What you will do:
Every line with the word "None" in it should be extracted from the data that follows.

Input data:
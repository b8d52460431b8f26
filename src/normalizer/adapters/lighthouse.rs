//! LIGHTHOUSE raw output adapter: `{"audits": {rule_id: {score, title,
//! details: {items: [{node: {selector, snippet}}]}}}}`. An audit only
//! represents a finding when its score indicates a failure (`< 1`);
//! Lighthouse uses `null` score for informational/non-applicable audits.

use serde_json::Value;

use crate::normalizer::pre_finding::PreFinding;

#[must_use]
pub fn parse(page_url: &str, raw: &Value) -> Vec<PreFinding> {
    let mut pre_findings = Vec::new();

    let Some(audits) = raw.get("audits").and_then(Value::as_object) else {
        return pre_findings;
    };

    for (audit_id, audit) in audits {
        let Some(score) = audit.get("score").and_then(Value::as_f64) else {
            continue;
        };
        if score >= 1.0 {
            continue;
        }

        let title = audit.get("title").and_then(Value::as_str).unwrap_or(audit_id).to_string();
        let raw_severity = if score == 0.0 { "error" } else { "warning" }.to_string();

        let items = audit
            .get("details")
            .and_then(|d| d.get("items"))
            .and_then(Value::as_array)
            .cloned()
            .unwrap_or_default();

        if items.is_empty() {
            pre_findings.push(PreFinding {
                rule_code: audit_id.clone(),
                raw_severity: raw_severity.clone(),
                element_selector: None,
                context: None,
                message: title.clone(),
                page_url: page_url.to_string(),
            });
            continue;
        }

        for item in items {
            let node = item.get("node");
            pre_findings.push(PreFinding {
                rule_code: audit_id.clone(),
                raw_severity: raw_severity.clone(),
                element_selector: node.and_then(|n| n.get("selector")).and_then(Value::as_str).map(str::to_string),
                context: node.and_then(|n| n.get("snippet")).and_then(Value::as_str).map(str::to_string),
                message: title.clone(),
                page_url: page_url.to_string(),
            });
        }
    }

    pre_findings
}

#[cfg(test)]
mod tests {
    use super::*;

    #[test]
    fn failing_audit_with_items_yields_prefindings() {
        let raw = serde_json::json!({
            "audits": {
                "image-alt": {"score": 0, "title": "t", "details": {"items": [{"node": {"selector": "img", "snippet": "<img>"}}]}}
            }
        });
        assert_eq!(parse("http://x", &raw).len(), 1);
    }

    #[test]
    fn passing_audit_is_skipped() {
        let raw = serde_json::json!({"audits": {"image-alt": {"score": 1, "title": "t"}}});
        assert!(parse("http://x", &raw).is_empty());
    }

    #[test]
    fn non_applicable_audit_with_null_score_is_skipped() {
        let raw = serde_json::json!({"audits": {"image-alt": {"score": Value::Null, "title": "t"}}});
        assert!(parse("http://x", &raw).is_empty());
    }
}
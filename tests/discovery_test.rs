//! Standalone discovery endpoint + boundary behaviors from spec §8.

use a11y_scan_orchestrator::domain::SessionState;
use a11y_scan_orchestrator::error::FailureKind;
use a11y_scan_orchestrator::events::EventBus;
use a11y_scan_orchestrator::store::DiscoveryStore;
use a11y_scan_orchestrator::DiscoveryService;

/// Boundary behavior: "Crawler with max_pages=0 returns an empty
/// discovery" -> the standalone endpoint surfaces this as
/// FAILED/DISCOVERY_EMPTY, same as the orchestrator's DISCOVERING stage.
#[tokio::test]
async fn max_pages_zero_yields_discovery_empty() {
    let service = DiscoveryService::new(DiscoveryStore::new(), EventBus::new());
    let discovery_id = service.discover("http://example.test", 0, 1);

    loop {
        let session = service.poll(discovery_id).await.unwrap();
        if session.state.is_terminal() {
            assert_eq!(session.state, SessionState::Failed);
            assert_eq!(session.failure_kind, Some(FailureKind::DiscoveryEmpty));
            assert!(session.pages.is_empty());
            break;
        }
        tokio::task::yield_now().await;
    }
}

/// An unparseable seed URL can never be fetched, so discovery also ends
/// empty -> same DISCOVERY_EMPTY terminal kind.
#[tokio::test]
async fn unparseable_seed_url_yields_discovery_empty() {
    let service = DiscoveryService::new(DiscoveryStore::new(), EventBus::new());
    let discovery_id = service.discover("not-a-url-at-all", 10, 2);

    loop {
        let session = service.poll(discovery_id).await.unwrap();
        if session.state.is_terminal() {
            assert_eq!(session.state, SessionState::Failed);
            assert_eq!(session.failure_kind, Some(FailureKind::DiscoveryEmpty));
            break;
        }
        tokio::task::yield_now().await;
    }
}
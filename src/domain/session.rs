//! `ScanSession` and `DiscoverySession` — the two mutable entities in the
//! system, each owned by exactly one worker task (spec §3, §4.7).

use chrono::{DateTime, Utc};
use serde::{Deserialize, Serialize};
use std::collections::BTreeMap;
use uuid::Uuid;

use crate::domain::outcome::ScannerOutcome;
use crate::domain::page::DiscoveredPage;
use crate::domain::request::ScanRequest;
use crate::domain::result::AggregatedResult;
use crate::error::FailureKind;

/// The scan-session state machine (spec §4.4).
#[derive(Debug, Clone, Copy, PartialEq, Eq, Serialize, Deserialize)]
#[serde(rename_all = "SCREAMING_SNAKE_CASE")]
pub enum SessionState {
    Pending,
    Discovering,
    Selecting,
    Scanning,
    Normalizing,
    Completed,
    Failed,
    Cancelled,
}

impl SessionState {
    #[must_use]
    pub fn is_terminal(self) -> bool {
        matches!(self, Self::Completed | Self::Failed | Self::Cancelled)
    }
}

/// Per-unit progress, keyed by `(page_url, scanner_label)` so it
/// serializes with plain string keys (spec §3 "per-page per-scanner
/// progress map").
pub type UnitProgressMap = BTreeMap<String, crate::domain::outcome::ScannerStatus>;

/// The mutable record the orchestrator owns for one scan (spec §3).
///
/// Mutated only by the owning worker task (single-writer invariant, spec
/// §5); reads elsewhere go through a point-in-time clone taken by the
/// session store (§4.7), never through a shared `&mut` reference.
#[derive(Debug, Clone, Serialize, Deserialize)]
pub struct ScanSession {
    pub scan_id: Uuid,
    pub request: ScanRequest,
    pub state: SessionState,
    pub progress_percent: f64,
    pub unit_progress: UnitProgressMap,
    pub outcomes: Vec<ScannerOutcome>,
    pub result: Option<AggregatedResult>,
    /// Populated once `state` reaches `Failed` or `Cancelled`.
    pub failure_kind: Option<FailureKind>,
    pub created_at: DateTime<Utc>,
    pub completed_at: Option<DateTime<Utc>>,
    /// Additional `AggregatedResult` versions appended by out-of-core
    /// collaborators (spec §4.7); `versions[0]` is always `v1`, the
    /// result produced by this scan's own normalization pass. Capped at
    /// 10, oldest-first eviction, enforced by the store rather than here.
    pub versions: Vec<AggregatedResult>,
    pub cancel_requested: bool,
}

impl ScanSession {
    #[must_use]
    pub fn new(scan_id: Uuid, request: ScanRequest, created_at: DateTime<Utc>) -> Self {
        Self {
            scan_id,
            request,
            state: SessionState::Pending,
            progress_percent: 0.0,
            unit_progress: BTreeMap::new(),
            outcomes: Vec::new(),
            result: None,
            failure_kind: None,
            created_at,
            completed_at: None,
            versions: Vec::new(),
            cancel_requested: false,
        }
    }
}

/// The mutable record C2 owns for one discovery run (spec §3: "same
/// lifecycle shape as ScanSession").
#[derive(Debug, Clone, Serialize, Deserialize)]
pub struct DiscoverySession {
    pub discovery_id: Uuid,
    pub seed_url: String,
    pub max_pages: u32,
    pub max_depth: u32,
    pub state: SessionState,
    pub progress_percent: f64,
    pub pages: Vec<DiscoveredPage>,
    pub failure_kind: Option<FailureKind>,
    pub created_at: DateTime<Utc>,
    pub completed_at: Option<DateTime<Utc>>,
}

impl DiscoverySession {
    #[must_use]
    pub fn new(discovery_id: Uuid, seed_url: String, max_pages: u32, max_depth: u32, created_at: DateTime<Utc>) -> Self {
        Self {
            discovery_id,
            seed_url,
            max_pages,
            max_depth,
            state: SessionState::Pending,
            progress_percent: 0.0,
            pages: Vec::new(),
            failure_kind: None,
            created_at,
            completed_at: None,
        }
    }
}

#[cfg(test)]
mod tests {
    use super::*;

    #[test]
    fn terminal_states_are_exactly_completed_failed_cancelled() {
        assert!(SessionState::Completed.is_terminal());
        assert!(SessionState::Failed.is_terminal());
        assert!(SessionState::Cancelled.is_terminal());
        assert!(!SessionState::Scanning.is_terminal());
        assert!(!SessionState::Pending.is_terminal());
    }
}
//! PA11Y driver: subprocess of a Node.js runner script (spec §4.3).

use std::time::Duration;

use crate::domain::outcome::{ScannerId, ScannerOutcome};
use crate::drivers::subprocess::run_subprocess_driver;

pub async fn drive_pa11y(url: &str, timeout: Duration) -> ScannerOutcome {
    run_subprocess_driver(ScannerId::Pa11y, "pa11y", url, &["--reporter", "json"], timeout).await
}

Result for this exercise:
                element_selector: None,
                context: None,
            result: None,
            failure_kind: None,
            completed_at: None,
            failure_kind: None,
            completed_at: None,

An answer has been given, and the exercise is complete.